The figure was an expectation, not a prediction for the actual price. It is an average of all possibilities for the price, so the fact that the price is $38 does not necessarily mean that the expectation was wrong. That said, the expectation would have looked more likely to be correct if the year end figure was somewhere between $120 and $160 a barrel, since my expectation implies that $38 would be an extreme value and quite unlikely.

The expectation was presented in the context of market predictions that the price would hit $200 or $300 dollars in the near future. The theory I used showed that price slowing was more likely than continuous acceleration. Acceleration would be the result of oligopolistic supply decisions, rather than changes in oil demand. My expectation appears more realistic than the market anticipation at the time.

The expectation was presented as being based on economic fundamentals, rather than oligopolistic pricing or market overreaction to price stimulii. Given the possibility that the market has presently overshot and is pricing too low relative to economic fundamentals, it is quite possible that a more objective pricing on fundamentals would have a higher oil price. However, we may say that even if the fundamentals-based price is, say $70, the price is still unlikely to have occurred in a price distribution with $140 as the expected value.
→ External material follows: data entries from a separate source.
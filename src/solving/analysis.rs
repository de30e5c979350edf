use std::collections::BTreeMap;

use crate::cnf::*;
use crate::error::{Result, SolverError};
use crate::solving::propagation::Conflict;
use crate::solving::solver::Solver;
use crate::solving::traits::ConflictAnalysis;

/// Applies the resolution rule to `left` and `right`: the result holds every literal of both
/// clauses, except for the variables occurring with opposite polarities in the two clauses, which
/// are dropped altogether.
///
/// # Errors
/// `SolverError::Resolution` when no variable occurs with opposite polarities in the two clauses.
pub fn resolve(left: &Clause, right: &Clause) -> Result<Clause> {
    let mut terms   = BTreeMap::new();
    let mut clashed = false;

    for (v, p) in left.iter() {
        match right.polarity_of(v) {
            Some(q) if q != p => clashed = true,
            _                 => { terms.insert(v, p); }
        }
    }
    for (v, q) in right.iter() {
        if !left.contains(v) {
            terms.insert(v, q);
        }
    }

    if !clashed {
        return Err(SolverError::Resolution { left: left.to_string(), right: right.to_string() });
    }
    Ok(Clause::from_map(terms))
}

impl Solver {
    /// Counts the variables of `clause` that were assigned at exactly `depth`
    fn nb_at_depth(&self, clause: &Clause, depth: usize) -> usize {
        clause.variables()
            .filter(|v| self.trail.try_entry_of(*v).map_or(false, |e| e.depth() == depth))
            .count()
    }
}

impl ConflictAnalysis for Solver {
    fn analyze_conflict(&self, conflict: &Conflict, depth: usize) -> Result<Clause> {
        if conflict.variable.is_none() {
            return Err(SolverError::MissingPivot { clause: conflict.first.to_string() });
        }

        let mut working = resolve(&conflict.first, &conflict.second)?;

        // Walking the trail backwards guarantees that a variable which was resolved away never
        // comes back: the reason of an entry only mentions variables assigned before it.
        for entry in self.trail.iter().rev() {
            match self.nb_at_depth(&working, depth) {
                0 => break,
                1 => return Ok(working),
                _ => {}
            }
            if entry.depth() < depth { break; }

            if let Some(reason) = entry.reason() {
                if working.contains(entry.variable()) {
                    working = resolve(&working, reason)?;
                }
            }
        }

        if self.nb_at_depth(&working, depth) == 1 {
            Ok(working)
        } else {
            Err(SolverError::NoAssertingLiteral { clause: working.to_string(), depth })
        }
    }
}

// -----------------------------------------------------------------------------------------------
/// # Unit Tests
// -----------------------------------------------------------------------------------------------
#[cfg(test)]
mod tests {
    use super::*;
    use crate::solving::trail::AssignmentEntry;
    use std::convert::TryFrom;
    use std::sync::Arc;

    fn clause(v: Vec<iint>) -> Clause {
        Clause::try_from(v).unwrap()
    }

    #[test]
    fn resolve_drops_the_pivot() {
        let resolvent = resolve(&clause(vec![1, 2]), &clause(vec![-1, 3])).unwrap();
        assert_eq!(clause(vec![2, 3]), resolvent);
    }

    #[test]
    fn resolve_keeps_shared_literals_once() {
        let resolvent = resolve(&clause(vec![1, 2, -4]), &clause(vec![-1, 2, 3])).unwrap();
        assert_eq!(clause(vec![2, 3, -4]), resolvent);
    }

    #[test]
    fn resolve_drops_every_clashing_variable() {
        let resolvent = resolve(&clause(vec![1, 2, 5]), &clause(vec![-1, -2, 3])).unwrap();
        assert_eq!(clause(vec![3, 5]), resolvent);
    }

    #[test]
    fn resolve_fails_without_clash() {
        assert!(resolve(&clause(vec![1, 2]), &clause(vec![1, 3])).is_err());
        assert!(resolve(&clause(vec![1, 2]), &clause(vec![1, 2])).is_err());
    }

    #[test]
    fn analysis_fails_without_literal_at_the_conflicting_depth() {
        let mut solver = Solver::new();
        solver.trail.push(AssignmentEntry::decision(var(1), false, 1));
        solver.trail.push(AssignmentEntry::decision(var(3), true,  2));

        let conflict = Conflict {
            first   : Arc::new(clause(vec![1,  2])),
            second  : Arc::new(clause(vec![1, -2])),
            variable: Some(var(2))
        };
        assert!(matches!(
            solver.analyze_conflict(&conflict, 2),
            Err(SolverError::NoAssertingLiteral { depth: 2, .. })
        ));
    }
}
In retrospect, the very rapid growth in prices over the last decade looks like a bubble in which actual prices detached from economic fundamentals. I should have evaluated the economic-fundamentals price as lower, by projecting the mid 1990s figure at a growth rate lower than the observed rate. The projection rate should still have been higher than previous trends, by virtue of the emergence of the large developing countries. In retrospect, I should also have assessed that the price bubble presented significant downside risk both from market correction and from damage to aggregate demand. An expectation of $80 or $90 would have been better, and I hope I would have said this even if the price today was $200 or $140.